Found a gold necklace in the belly of a crappie. It looked good till I touched it. It was mushy and disintegrated.


----------



## texasangler07 (May 7, 2007)

Well I didnt catch it but we were dove hunting over a stock tank and shot a dove that landed in it. While waiting for the wind to blow it over a bass blew up on it like a topwater and took it under. The next dove i shot I hooked and walked the dog with it. LOL Im Just Kidding


----------



## Bull Minnow (May 28, 2004)

Caught a Bull Red off of the South Jetties with an artificial Shrimp Tail (Bone/Strawberry) coming out of it's rear end.


----------



## ReelEasy (Jan 23, 2006)

*3lb bass with a belly full of artifical worms*

While bass fishing this past spring, Ended up catching a foot ball sized bass only to find out that it had worms...LOL However after experiencing this and reading all the posts we should really consider throwing objects that don't belong in the lakes we enjoy fishing.

Reel Easy


----------



## Hendu3270 (Oct 2, 2006)

triple f said:


> Back in high school me and a buddy sat in the flatbottom all night catfishin, eatin leftover bbq shrimp and chunkin the shells and tails into the bayou as we peeled em. We sat out there catchin channels and blues all night long and when we went to cleanin em the next mornin they were stuffed full of bbq shrimp shells and tails!

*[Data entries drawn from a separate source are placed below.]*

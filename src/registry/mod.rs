//! Model Registry (C1) — loads the static catalog and exposes read-only
//! accessors. Grounded on `ozone_studio::zsei::ZSEI`'s load-then-swap shape
//! and `PipelineRegistry`'s read accessors.

use crate::types::{ModelProfile, ModelType, RouterError, RouterResult};
use arc_swap::ArcSwap;
use std::path::{Path, PathBuf};
use std::sync::Arc;

#[derive(Debug)]
pub struct ModelRegistry {
    catalog_path: PathBuf,
    models: ArcSwap<Vec<ModelProfile>>,
}

impl ModelRegistry {
    /// Load the static catalog at `path`. A successful load replaces any
    /// prior catalog atomically (the instance is freshly constructed here,
    /// so this is also the initial load).
    pub fn load(path: &Path) -> RouterResult<Self> {
        let models = load_catalog(path)?;
        tracing::info!(count = models.len(), path = %path.display(), "model catalog loaded");
        Ok(Self {
            catalog_path: path.to_path_buf(),
            models: ArcSwap::from_pointee(models),
        })
    }

    /// Re-read the catalog file and swap it in atomically. On failure the
    /// previous catalog is retained (spec.md §7: reload failures are
    /// reported to the operator, not fatal).
    pub fn reload(&self) -> RouterResult<()> {
        let models = load_catalog(&self.catalog_path)?;
        tracing::info!(count = models.len(), "model catalog reloaded");
        self.models.store(Arc::new(models));
        Ok(())
    }

    pub fn all(&self) -> Arc<Vec<ModelProfile>> {
        self.models.load_full()
    }

    pub fn by_id(&self, id: &str) -> Option<ModelProfile> {
        self.models.load().iter().find(|m| m.id == id).cloned()
    }

    pub fn by_type(&self, model_type: ModelType) -> Vec<ModelProfile> {
        self.models
            .load()
            .iter()
            .filter(|m| m.model_type == model_type)
            .cloned()
            .collect()
    }

    pub fn by_provider(&self, provider: &str) -> Vec<ModelProfile> {
        self.models
            .load()
            .iter()
            .filter(|m| m.provider.eq_ignore_ascii_case(provider))
            .cloned()
            .collect()
    }
}

#[cfg(test)]
impl ModelRegistry {
    /// Test-only constructor that skips the filesystem.
    pub(crate) fn load_for_test(models: Vec<ModelProfile>) -> Self {
        Self {
            catalog_path: PathBuf::new(),
            models: ArcSwap::from_pointee(models),
        }
    }
}

fn load_catalog(path: &Path) -> RouterResult<Vec<ModelProfile>> {
    let content = std::fs::read_to_string(path)
        .map_err(|e| RouterError::CatalogLoadFailed(format!("failed to read {}: {}", path.display(), e)))?;
    let raw: Vec<ModelProfile> = serde_json::from_str(&content)
        .map_err(|e| RouterError::CatalogLoadFailed(format!("failed to parse {}: {}", path.display(), e)))?;
    Ok(raw.into_iter().map(ModelProfile::normalize).collect())
}

#[cfg(test)]
mod tests {
    use super::*;
    use std::io::Write;

    fn write_catalog(json: &str) -> tempfile_path::TempJsonFile {
        tempfile_path::TempJsonFile::new(json)
    }

    mod tempfile_path {
        use std::path::PathBuf;

        pub struct TempJsonFile {
            pub path: PathBuf,
        }

        impl TempJsonFile {
            pub fn new(content: &str) -> Self {
                let mut path = std::env::temp_dir();
                path.push(format!("llm_router_test_catalog_{}.json", std::process::id()));
                std::fs::write(&path, content).unwrap();
                Self { path }
            }
        }

        impl Drop for TempJsonFile {
            fn drop(&mut self) {
                let _ = std::fs::remove_file(&self.path);
            }
        }
    }

    fn sample_catalog() -> &'static str {
        r#"[
            {
                "id": "m1",
                "provider": "acme",
                "display_name": "M1",
                "context_window": 8192,
                "model_type": "text",
                "capabilities": {"coding": 0.9}
            }
        ]"#
    }

    #[test]
    fn loads_and_reloads_catalog() {
        let f = write_catalog(sample_catalog());
        let registry = ModelRegistry::load(&f.path).unwrap();
        assert_eq!(registry.all().len(), 1);
        assert!(registry.by_id("m1").is_some());
        assert_eq!(registry.by_type(ModelType::Text).len(), 1);
        assert!(registry.by_provider("ACME").len() == 1);

        registry.reload().unwrap();
        assert_eq!(registry.all().len(), 1);
    }

    #[test]
    fn missing_file_fails_load() {
        let missing = PathBuf::from("/nonexistent/catalog.json");
        let err = ModelRegistry::load(&missing).unwrap_err();
        assert_eq!(err.code(), "catalog_load_failed");
    }

    #[test]
    fn bad_json_reload_keeps_previous_catalog() {
        let f = write_catalog(sample_catalog());
        let registry = ModelRegistry::load(&f.path).unwrap();
        let mut bad = std::fs::File::create(&f.path).unwrap();
        bad.write_all(b"not json").unwrap();

        let err = registry.reload().unwrap_err();
        assert_eq!(err.code(), "catalog_load_failed");
        assert_eq!(registry.all().len(), 1, "previous catalog must survive a bad reload");
    }
}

LOL. So you guys were eatin' chum all night long then, huh?


----------



## 100% Texan (Jan 30, 2005)

Capt Scott Reeh caught a red fish in January that had a 12 guage shot gun shell in its stomach when we cleaned fish.I guess that brass looked edible lol


----------



## BertS (May 21, 2004)

while I didn't catch this fish or clean it......by far and away the oddest thing I've ever seen......


----------



## twinfish (Aug 15, 2005)

what is that plastic thing?


----------



## BALZTOWAL (Aug 29, 2006)

Lucky That Fish Was Killed, He Had A Drug Problem.


----------



## hilldo (Jun 25, 2006)

texasangler07 said:


> Well I didnt catch it but we were dove hunting over a stock tank and shot a dove that landed in it. While waiting for the wind to blow it over a bass blew up on it like a topwater and took it under. The next dove i shot I hooked and walked the dog with it. LOL Im Just Kidding





BALZTOWAL said:


> Lucky That Fish Was Killed, He Had A Drug Problem.


----------



## REDKILR (Apr 30, 2005)

During the sheepshead run this year I had broke off with fish on three different times and when we cleaned them, this one particular fat *** sheepshead had all three leaders in his gut.Greed will get you.


----------



## Brine Jake (Aug 12, 2005)

BertS said:


> while I didn't catch this fish or clean it......by far and away the oddest thing I've ever seen......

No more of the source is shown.